Patents for Finding Parking Spaces Invalid Under 35 U.S.C. § 101

The court granted defendant's motion to dismiss because the asserted claims of plaintiff’s patents for finding parking spaces encompassed unpatentable subject matter and found that the claims lacked an inventive concept. "[T]he patents describe a system that uses parking space detectors . . . to send signals over the Internet that are received by a portable device . . . that indicates to the driver whether there are any open parking spaces in the lot, or not. . . . The essence of [plaintiff's] argument is that when these inventions were patented, mobile technology was in its infancy and because these patents were limited to that emerging field, they are patentable. . . . The seemingly ubiquitous problem of finding open parking spaces during the busy morning rush necessarily exists outside of the Internet, and outside computers altogether for that matter.

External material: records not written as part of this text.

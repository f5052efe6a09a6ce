pub mod request {
    use axum::http::header::{HeaderName, HeaderValue};
    use bytes::Bytes;
    use headers::{Error, Header};
    use std::iter;

    pub static X_PAYSTACK_SIGNATURE: HeaderName = HeaderName::from_static("x-paystack-signature");

    #[derive(Clone, Debug)]
    pub struct PaystackSignature(pub String);

    impl Header for PaystackSignature {
        fn name() -> &'static HeaderName {
            &X_PAYSTACK_SIGNATURE
        }

        fn decode<'i, I>(values: &mut I) -> Result<Self, Error>
        where
            Self: Sized,
            I: Iterator<Item = &'i HeaderValue>,
        {
            values
                .next()
                .and_then(|value| value.to_str().ok())
                .map(|value| Self(value.to_string()))
                .ok_or_else(Error::invalid)
        }

        fn encode<E>(&self, values: &mut E)
        where
            E: Extend<HeaderValue>,
        {
            if let Ok(value) = HeaderValue::from_str(&self.0) {
                values.extend(iter::once(value));
            }
        }
    }

    pub struct Payload {
        pub signature: PaystackSignature,
        pub body: Bytes,
    }
}

use crate::modules::payment::service::Metadata;
use serde::Deserialize;

pub const CHARGE_SUCCESS: &str = "charge.success";

#[derive(Deserialize)]
pub struct Event {
    pub event: String,
    #[serde(default)]
    pub data: serde_json::Value,
}

#[derive(Deserialize)]
pub struct ChargeSuccess {
    pub reference: String,
    /// Minor units.
    pub amount: i64,
    /// Paystack sends `""` or foreign objects here for charges this app did not start.
    #[serde(default)]
    pub metadata: serde_json::Value,
}

impl ChargeSuccess {
    pub fn metadata(&self) -> Option<Metadata> {
        serde_json::from_value::<Metadata>(self.metadata.clone()).ok()
    }
}

pub mod response {
    use axum::{http::StatusCode, response::IntoResponse, Json};
    use serde_json::json;

    pub enum Success {
        Processed,
        Ignored,
    }

    impl IntoResponse for Success {
        fn into_response(self) -> axum::response::Response {
            match self {
                Self::Processed => {
                    (StatusCode::OK, Json(json!({ "message": "Event processed" }))).into_response()
                }
                Self::Ignored => {
                    (StatusCode::OK, Json(json!({ "message": "Event ignored" }))).into_response()
                }
            }
        }
    }

    pub enum Error {
        InvalidSignature,
        InvalidPayload,
        OrderNotFound,
        WalletNotFound,
        ServerError,
    }

    impl IntoResponse for Error {
        fn into_response(self) -> axum::response::Response {
            match self {
                Self::InvalidSignature => (
                    StatusCode::BAD_REQUEST,
                    Json(json!({ "error": "Invalid signature" })),
                )
                    .into_response(),
                Self::InvalidPayload => (
                    StatusCode::BAD_REQUEST,
                    Json(json!({ "error": "Invalid payload" })),
                )
                    .into_response(),
                Self::OrderNotFound => (
                    StatusCode::NOT_FOUND,
                    Json(json!({ "error": "Order not found" })),
                )
                    .into_response(),
                Self::WalletNotFound => (
                    StatusCode::NOT_FOUND,
                    Json(json!({ "error": "Wallet not found" })),
                )
                    .into_response(),
                Self::ServerError => (
                    StatusCode::INTERNAL_SERVER_ERROR,
                    Json(json!({ "error": "Sorry an error occurred" })),
                )
                    .into_response(),
            }
        }
    }

    pub type Response = Result<Success, Error>;
}

#[cfg(test)]
mod tests {
    use super::*;
    use crate::modules::payment::service::TopupMetadata;
    use serde_json::json;

    fn charge(metadata: serde_json::Value) -> ChargeSuccess {
        serde_json::from_value(json!({
            "reference": "ref_1",
            "amount": 500000,
            "metadata": metadata,
        }))
        .unwrap()
    }

    #[test]
    fn reads_metadata_written_by_the_app() {
        assert_eq!(
            charge(json!({ "user_id": "user" })).metadata(),
            Some(Metadata::Topup(TopupMetadata {
                user_id: "user".to_string()
            }))
        );
    }

    #[test]
    fn foreign_metadata_decodes_as_none() {
        assert_eq!(charge(json!("")).metadata(), None);
        assert_eq!(charge(json!({ "cart_id": "c" })).metadata(), None);
    }

    #[test]
    fn missing_metadata_decodes_as_none() {
        let charge = serde_json::from_value::<ChargeSuccess>(json!({
            "reference": "ref_1",
            "amount": 500000,
        }))
        .unwrap();

        assert_eq!(charge.metadata(), None);
    }
}
mod refresh;
mod sign_in;
mod sign_out;
mod sign_up;

use crate::types::Context;
use axum::routing::Router;
use std::sync::Arc;

pub fn get_router() -> Router<Arc<Context>> {
    Router::new()
        .nest("/sign-up", sign_up::get_router())
        .nest("/sign-in", sign_in::get_router())
        .nest("/refresh", refresh::get_router())
        .nest("/sign-out", sign_out::get_router())
}
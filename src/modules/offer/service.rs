use crate::utils::money;
use bigdecimal::BigDecimal;
use chrono::NaiveDateTime;

/// `price × (100 − discount) / 100`, rounded to two places.
pub fn effective_price(price: &BigDecimal, discount_percentage: Option<i32>) -> BigDecimal {
    match discount_percentage {
        Some(discount) => money::discounted(price, discount),
        None => money::round(price),
    }
}

#[derive(Debug, PartialEq)]
pub enum WindowError {
    EndsBeforeStart,
    AlreadyEnded,
}

pub fn validate_window(
    starts_at: NaiveDateTime,
    ends_at: NaiveDateTime,
    now: NaiveDateTime,
) -> Result<(), WindowError> {
    if ends_at <= starts_at {
        return Err(WindowError::EndsBeforeStart);
    }

    if ends_at <= now {
        return Err(WindowError::AlreadyEnded);
    }

    Ok(())
}

#[cfg(test)]
mod tests {
    use super::*;
    use chrono::{Duration, Utc};
    use std::str::FromStr;

    #[test]
    fn effective_price_applies_the_discount() {
        let price = BigDecimal::from_str("2500").unwrap();

        assert_eq!(
            effective_price(&price, Some(20)),
            BigDecimal::from_str("2000.00").unwrap()
        );
        assert_eq!(
            effective_price(&price, None),
            BigDecimal::from_str("2500.00").unwrap()
        );
        assert_eq!(
            effective_price(&BigDecimal::from_str("999.99").unwrap(), Some(15)),
            BigDecimal::from_str("849.99").unwrap()
        );
    }

    #[test]
    fn windows_must_end_after_they_start_and_in_the_future() {
        let now = Utc::now().naive_utc();

        assert_eq!(
            validate_window(now + Duration::hours(2), now + Duration::hours(1), now),
            Err(WindowError::EndsBeforeStart)
        );
        assert_eq!(
            validate_window(now - Duration::hours(2), now - Duration::hours(1), now),
            Err(WindowError::AlreadyEnded)
        );
        assert!(validate_window(now - Duration::hours(1), now + Duration::hours(1), now).is_ok());
    }
}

Transmitting that data over the Internet to mobile devices might be useful, but it does not 'override[] the routine and conventional sequence of events' pertaining to finding a parking space. . . . With these patents, the driver merely looks to her mobile device rather than through her windshield. . . . At bottom, the [patents] describe the shuffling of one type of data over the Internet and with generic computer technology. Those basic computer functions are not directed to a computer-centric problem and thus are not patent-eligible under [Alice Corp. Pty. Ltd. v. CLS Bank Int’l et al., 134 S. Ct. 2347 (2014)] and § 101."

Open Parking, LLC v. ParkMe Inc., 2-15-cv-00976 (PAWD June 30, 2016, Order) (Hornak, J.)